Amristar itself is a pleasant city, the old town a warren of winding streets hiding all manner of craftsmen, tradesmen and vendors. Round the corner from Tourist Guesthouse
(an easy walk from the bus or train stations; listed by LP
, but still offering decent, reasonably-priced rooms – 400rps with bathroom) is a local legend of a tea house (unnamed); this is only open until lunchtime and has usually sold out of its excellent snacks (samosas, kachori - a round samosa-like pastry, and toast swimming in butter) well before then with clientele spilling out onto the street from 5.30 a.m. Another Amristar notable is the famous fried fish (presumably carp). Not surprisingly this is far cheaper from road-side stalls where it is still fresh and delicious.
With ten days remaining before our flights back to the UK we had just enough time to make a bee-line to Bhilwara in Rajesthan and visit our friend Ashok whom
we’d met some months before on our way to Kolkata. Luck was with us as there were five remaining berths on the train to Ajmer. The next day we were greeted by Ashok at Bhilwara bus station and were soon at his home and meeting his delightful family: Pinky his wife and Chinu and Monu, his sons. Although we had planned on staying for just one or two nights they would not hear of it and before we knew it the best part of a week had passed in their delightful company. We visited local temples, waterfalls and swimming holes, met the other members of the extended family, played cricket, frisbee and cards, took day trips including one to Bundi where we were reunited with Krishna the master chai-wallah, ate splendidly at the hands of Pinky, and tears were shed all-round when we really did have to leave. Their hospitality and generosity were beyond words. We really do have family now in India and cannot wait to host them back in Britain.
On our return to Delhi we finally caught up with monsoon and Main Bazaar in Parah Ganj was regularly transformed into a muddy stream with local ragamuffin
children enjoying street showers under the water cascading down from overflow pipes.
And then we were aboard good old Aeroflot. It seems that they have a new fleet of airplanes and both those we had the pleasure of flying on had functioning seat belts and carpets (presumably hiding seat fastenings firmly bolted to the fuselage) – how things have changed in 25 years. On the down side (unlike our last experience where our intended induction to the mile-high-club was thwarted by being presented with a 2-litre bottle of wine) – and I’m tempted to say, peevishly-shoddily – they were dry flights.

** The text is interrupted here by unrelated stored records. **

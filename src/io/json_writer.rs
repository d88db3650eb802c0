use std::path::Path;

use anyhow::{Context, Result};

use crate::amav::{AccumSeries, Issue, PhenotypeResult, PhenotypeStatus};
use crate::ctx::{Ctx, negative_mav_schema};
use crate::schema::v1::{
    AmavReportV1, InputMeta, IssueRecord, MavEntry, PhenotypeReport, PositiveLimb, RunConfig,
    YearValue,
};

pub fn build_report(ctx: &Ctx) -> Result<AmavReportV1> {
    let table = ctx.table.as_ref().context("observation table missing")?;
    let input = InputMeta {
        path: table.source.display().to_string(),
        studies: table.trends.len() as u64,
        phenotypes: table.phenotype_count() as u64,
        year_columns: table.year_columns.len() as u64,
        first_year: table.year_columns.first().copied(),
        last_year: table.year_columns.last().copied(),
    };

    let mut phenotypes: Vec<PhenotypeReport> = ctx.results.iter().map(phenotype_report).collect();
    phenotypes.sort_by(|a, b| a.name.cmp(&b.name));

    Ok(AmavReportV1 {
        tool: "kira-amav".to_string(),
        version: env!("CARGO_PKG_VERSION").to_string(),
        schema_version: "v1".to_string(),
        input,
        config: RunConfig {
            negative_mav: negative_mav_schema(ctx.config.negative_mav),
            min_year: ctx.years.min,
            max_year: ctx.years.max,
        },
        phenotypes,
        issues: ctx.issues.iter().map(issue_record).collect(),
    })
}

pub fn write_json(path: &Path, report: &AmavReportV1) -> Result<()> {
    let file = std::fs::File::create(path)
        .with_context(|| format!("failed to create {}", path.display()))?;
    let writer = std::io::BufWriter::new(file);
    serde_json::to_writer_pretty(writer, report)?;
    Ok(())
}

fn phenotype_report(r: &PhenotypeResult) -> PhenotypeReport {
    let (status, exclusion) = match &r.status {
        PhenotypeStatus::Reconstructed => ("reconstructed", None),
        PhenotypeStatus::Excluded(e) => ("excluded", Some(e.as_str().to_string())),
    };
    PhenotypeReport {
        name: r.name.clone(),
        status: status.to_string(),
        exclusion,
        studies_total: r.studies_total as u64,
        studies_used: r.studies_used as u64,
        block_start: r.block.map(|b| b.start),
        block_end: r.block.map(|b| b.end),
        mav: r
            .mav
            .points
            .iter()
            .map(|(&year, p)| MavEntry {
                year,
                value: p.value,
                studies: p.studies as u64,
            })
            .collect(),
        amav: r.amav.as_ref().map(year_values).unwrap_or_default(),
        amav_pos: r.positive.as_ref().map(|p| PositiveLimb {
            valley_year: p.valley_year,
            values: year_values(&p.series),
        }),
        authoritative: r.authority.map(|a| a.as_str().to_string()),
        anchor_year: r.fold.as_ref().map(|f| f.anchor_year),
    }
}

fn year_values(series: &AccumSeries) -> Vec<YearValue> {
    series
        .iter()
        .map(|(year, value)| YearValue { year, value })
        .collect()
}

fn issue_record(issue: &Issue) -> IssueRecord {
    IssueRecord {
        kind: issue.kind.as_str().to_string(),
        phenotype: issue.phenotype.clone(),
        row: issue.row.map(|r| r as u64),
        message: issue.message.clone(),
    }
}
use kira_amav::amav::StudyTrend;
use kira_amav::amav::slope::build_slopes;

fn trend(points: &[(i32, f64)]) -> StudyTrend {
    StudyTrend {
        phenotype: "X".to_string(),
        citation: None,
        row: 0,
        points: points.to_vec(),
    }
}

#[test]
fn slope_covers_half_open_interval() {
    let t = trend(&[(2000, 0.10), (2002, 0.14)]);
    let slopes = build_slopes(0, &t).unwrap();
    let years: Vec<i32> = slopes.iter().map(|s| s.year).collect();
    assert_eq!(years, vec![2000, 2001]);
    for s in &slopes {
        assert!((s.slope - 0.02).abs() < 1e-12);
        assert_eq!(s.study, 0);
    }
}

#[test]
fn one_slope_per_covered_year_across_segments() {
    let t = trend(&[(1990, 0.5), (1991, 0.75), (1994, 0.0)]);
    let slopes = build_slopes(3, &t).unwrap();
    let got: Vec<(i32, f64)> = slopes.iter().map(|s| (s.year, s.slope)).collect();
    assert_eq!(
        got,
        vec![(1990, 0.25), (1991, -0.25), (1992, -0.25), (1993, -0.25)]
    );
    assert!(slopes.iter().all(|s| s.study == 3));
}

#[test]
fn single_point_contributes_nothing() {
    let t = trend(&[(2005, 0.3)]);
    assert!(build_slopes(0, &t).unwrap().is_empty());
    let empty = trend(&[]);
    assert!(build_slopes(0, &empty).unwrap().is_empty());
}

#[test]
fn non_monotonic_trend_is_rejected() {
    let t = trend(&[(2001, 0.1), (2000, 0.2)]);
    let err = build_slopes(0, &t).unwrap_err();
    assert!(err.to_string().contains("strictly increasing"));

    let dup = trend(&[(2000, 0.1), (2000, 0.2)]);
    assert!(build_slopes(0, &dup).is_err());
}

#[test]
fn non_finite_value_is_rejected() {
    let t = trend(&[(2000, 0.1), (2001, f64::NAN)]);
    let err = build_slopes(0, &t).unwrap_err();
    assert!(err.to_string().contains("non-finite"));
}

Hence it was a sober re-entry back into Britain after almost six years away (four working in the States). Our 582 days on the road has flown by and even the sunny weather awaiting us failed to brighten our spirits. Still, we have every intention of embarking on a rather more bijoux (6 month) trip to Central America in December where we will embarrass ourselves once again with our feeble Spanish and attempt to avoid our previous Latin American faux pas of frequenting guesthouses that were fronts for cocaine dealerships or brothels and narrowly surviving spiked drinks
in a back street dive. Well, the latter at least.

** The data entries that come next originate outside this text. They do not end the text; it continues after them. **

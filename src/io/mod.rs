use std::fs::File;
use std::io::Read;
use std::path::Path;

use anyhow::Result;
use flate2::read::GzDecoder;

pub mod json_writer;
pub mod summary;
pub mod tsv_writer;

pub(crate) fn open_maybe_gz(path: &Path) -> Result<Box<dyn Read>> {
    let file = File::open(path)?;
    if path.extension().and_then(|s| s.to_str()) == Some("gz") {
        let decoder = GzDecoder::new(file);
        Ok(Box::new(decoder))
    } else {
        Ok(Box::new(file))
    }
}
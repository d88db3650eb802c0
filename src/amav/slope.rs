use anyhow::{Result, bail};

use crate::amav::{SlopeContribution, StudyTrend};

/// Piecewise-constant yearly slopes for one study.
///
/// The slope between two consecutive observations is assigned to every year
/// in `[y_i, y_{i+1})`. A single observation yields nothing.
pub fn build_slopes(study: usize, trend: &StudyTrend) -> Result<Vec<SlopeContribution>> {
    validate_points(&trend.points)?;

    let mut out = Vec::new();
    for win in trend.points.windows(2) {
        let (y0, v0) = win[0];
        let (y1, v1) = win[1];
        let slope = (v1 - v0) / (y1 - y0) as f64;
        for year in y0..y1 {
            out.push(SlopeContribution { study, year, slope });
        }
    }
    Ok(out)
}

fn validate_points(points: &[(i32, f64)]) -> Result<()> {
    for &(year, value) in points {
        if !value.is_finite() {
            bail!("non-finite value at year {}", year);
        }
    }
    for win in points.windows(2) {
        if win[1].0 <= win[0].0 {
            bail!(
                "years not strictly increasing ({} followed by {})",
                win[0].0,
                win[1].0
            );
        }
    }
    Ok(())
}
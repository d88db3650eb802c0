use crate::amav::{AccumSeries, Block, MavSeries};

/// Trailing contiguous run of defined MAV years.
pub fn select_block(mav: &MavSeries) -> Option<Block> {
    let end = mav.last_year()?;
    let mut start = end;
    while mav.points.contains_key(&(start - 1)) {
        start -= 1;
    }
    Some(Block { start, end })
}

/// Running sum of MAV over the block, in increasing year order.
///
/// Every block year has a defined MAV by construction; a missing year is
/// treated as a zero step so the series stays aligned with the block.
pub fn integrate(mav: &MavSeries, block: Block) -> AccumSeries {
    let mut values = Vec::with_capacity(block.len());
    let mut acc = 0.0;
    for year in block.years() {
        acc += mav.get(year).unwrap_or(0.0);
        values.push(acc);
    }
    AccumSeries {
        start: block.start,
        values,
    }
}
use clap::{Args, Parser, Subcommand, ValueEnum};
use std::path::PathBuf;

use crate::amav::NegativeMavPolicy;
use crate::input::table::{DEFAULT_MAX_YEAR, DEFAULT_MIN_YEAR};

#[derive(Debug, Parser)]
#[command(
    name = "kira-amav",
    version,
    about = "AMAV and fold-increase reconstruction from prevalence trends"
)]
pub struct Cli {
    #[command(subcommand)]
    pub command: Commands,
}

#[derive(Debug, Subcommand)]
pub enum Commands {
    Run(RunArgs),
    Validate(ValidateArgs),
}

#[derive(Debug, Args)]
pub struct RunArgs {
    #[arg(
        long,
        help = "Input TSV (.tsv or .tsv.gz); default: data/Supplemental_Table_1.tsv and friends"
    )]
    pub input: Option<PathBuf>,

    #[arg(long, default_value = "output/AMAV_DATA", help = "Output directory")]
    pub out: PathBuf,

    #[arg(long, value_enum, default_value_t = NegativeMavArg::Clamp)]
    pub negative_mav: NegativeMavArg,

    #[command(flatten)]
    pub years: YearArgs,

    #[arg(long, default_value_t = 0, help = "Number of threads (0 = auto)")]
    pub threads: usize,

    #[arg(long, default_value_t = false, help = "Also write amav_report.json")]
    pub json: bool,
}

#[derive(Debug, Args)]
pub struct ValidateArgs {
    #[arg(long, help = "Input TSV (.tsv or .tsv.gz)")]
    pub input: Option<PathBuf>,

    #[command(flatten)]
    pub years: YearArgs,
}

#[derive(Debug, Clone, Copy, Args)]
pub struct YearArgs {
    #[arg(long, default_value_t = DEFAULT_MIN_YEAR, help = "Earliest header accepted as a year column")]
    pub min_year: i32,

    #[arg(long, default_value_t = DEFAULT_MAX_YEAR, help = "Latest header accepted as a year column")]
    pub max_year: i32,
}

#[derive(Debug, Clone, Copy, PartialEq, Eq, ValueEnum)]
pub enum NegativeMavArg {
    /// Negative yearly MAV adds zero to AMAV-POS.
    Clamp,
    /// Negative yearly MAV is summed as-is.
    Admit,
}

impl From<NegativeMavArg> for NegativeMavPolicy {
    fn from(arg: NegativeMavArg) -> Self {
        match arg {
            NegativeMavArg::Clamp => NegativeMavPolicy::Clamp,
            NegativeMavArg::Admit => NegativeMavPolicy::Admit,
        }
    }
}
pub mod amav;
pub mod cli;
pub mod ctx;
pub mod input;
pub mod io;
pub mod math;
pub mod pipeline;

pub mod schema {
    pub mod v1;
}
use kira_amav::amav::assemble::assemble;
use kira_amav::amav::batch::reconstruct_all;
use kira_amav::amav::{NegativeMavPolicy, ReconstructConfig, StudyTrend};

/// Small deterministic generator so the property checks are reproducible.
struct Lcg(u64);

impl Lcg {
    fn next(&mut self) -> u64 {
        self.0 = self
            .0
            .wrapping_mul(6364136223846793005)
            .wrapping_add(1442695040888963407);
        self.0 >> 33
    }

    fn below(&mut self, n: u64) -> u64 {
        self.next() % n
    }

    fn unit(&mut self) -> f64 {
        self.below(1_000_000) as f64 / 1_000_000.0
    }
}

fn random_trends(seed: u64) -> Vec<StudyTrend> {
    let mut rng = Lcg(seed);
    let mut out = Vec::new();
    for p in 0..25 {
        let studies = rng.below(5);
        for _ in 0..studies {
            let mut year = 1960 + rng.below(50) as i32;
            let n = rng.below(6);
            let mut points = Vec::new();
            for _ in 0..n {
                points.push((year, rng.unit()));
                year += 1 + rng.below(6) as i32;
            }
            out.push(StudyTrend {
                phenotype: format!("P{}", p),
                citation: None,
                row: out.len() + 2,
                points,
            });
        }
    }
    out
}

fn check_seed(seed: u64, policy: NegativeMavPolicy) {
    let trends = random_trends(seed);
    let cfg = ReconstructConfig {
        negative_mav: policy,
    };
    let results = reconstruct_all(&trends, &cfg, 0).unwrap();

    for r in &results {
        let Some(block) = r.block else {
            assert_eq!(r.studies_used, 0, "{}", r.name);
            continue;
        };

        // Block: contiguous, ends at the last defined MAV year.
        assert_eq!(Some(block.end), r.mav.last_year());
        for y in block.years() {
            assert!(r.mav.get(y).is_some(), "{} gap at {}", r.name, y);
        }
        assert!(r.mav.get(block.start - 1).is_none());

        // Cumulative-sum law.
        let amav = r.amav.as_ref().unwrap();
        assert_eq!(amav.start, block.start);
        assert_eq!(amav.values.len(), block.len());
        let mut acc = 0.0;
        for (y, v) in amav.iter() {
            acc += r.mav.get(y).unwrap();
            assert!((v - acc).abs() < 1e-12);
        }

        let all_non_negative = block.years().all(|y| r.mav.get(y).unwrap() >= 0.0);
        if all_non_negative {
            assert!(r.positive.is_none(), "{}", r.name);
        }

        if let Some(limb) = &r.positive {
            assert!(limb.series.start > limb.valley_year);
            assert!(limb.valley_year >= block.start && limb.valley_year <= block.end);
            if policy == NegativeMavPolicy::Clamp {
                assert!(limb.series.values.iter().all(|&v| v >= 0.0));
            }
        }

        if let Some(fold) = &r.fold {
            assert_eq!(fold.values[0], 1.0);
            assert_eq!(fold.at_year(fold.anchor_year), Some(1.0));
            let series = r.authoritative().unwrap();
            assert_eq!(series.end(), Some(fold.last_year()));
            for (y, v) in series.iter() {
                if y < fold.anchor_year {
                    assert!(v <= 0.0);
                }
            }
        }
    }

    let tables = assemble(&results);
    if !tables.fold_relative.rows.is_empty() {
        for (i, (rel, _)) in tables.fold_relative.rows.iter().enumerate() {
            assert_eq!(*rel, i as i64);
        }
        for (col, name) in tables.fold_relative.columns.iter().enumerate() {
            assert_eq!(tables.fold_relative.rows[0].1[col], Some(1.0), "{}", name);
            // RelYear values are contiguous: no blank between defined cells.
            let defined: Vec<bool> = tables
                .fold_relative
                .rows
                .iter()
                .map(|(_, cells)| cells[col].is_some())
                .collect();
            let first_blank = defined.iter().position(|d| !d).unwrap_or(defined.len());
            assert!(defined[first_blank..].iter().all(|d| !d));
        }
    }
}

#[test]
fn invariants_hold_on_random_tables_clamp() {
    for seed in 1..30 {
        check_seed(seed, NegativeMavPolicy::Clamp);
    }
}

#[test]
fn invariants_hold_on_random_tables_admit() {
    for seed in 100..130 {
        check_seed(seed, NegativeMavPolicy::Admit);
    }
}

#[test]
fn reconstruction_is_idempotent() {
    let trends = random_trends(7);
    let cfg = ReconstructConfig::default();
    let a = assemble(&reconstruct_all(&trends, &cfg, 0).unwrap());
    let b = assemble(&reconstruct_all(&trends, &cfg, 0).unwrap());
    assert_eq!(a, b);
}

This has been an extraordinary trip; not so many new countries (indeed only five), but we have now thoroughly scoured some of our previously favourite Asian destinations. It hasn't been one of our rowdiest or most boistrous adventures, but it has been one of making - we hope - lasting friendships. Southern Asia really does have a special place in our hearts and we are so grateful for the way it received us again.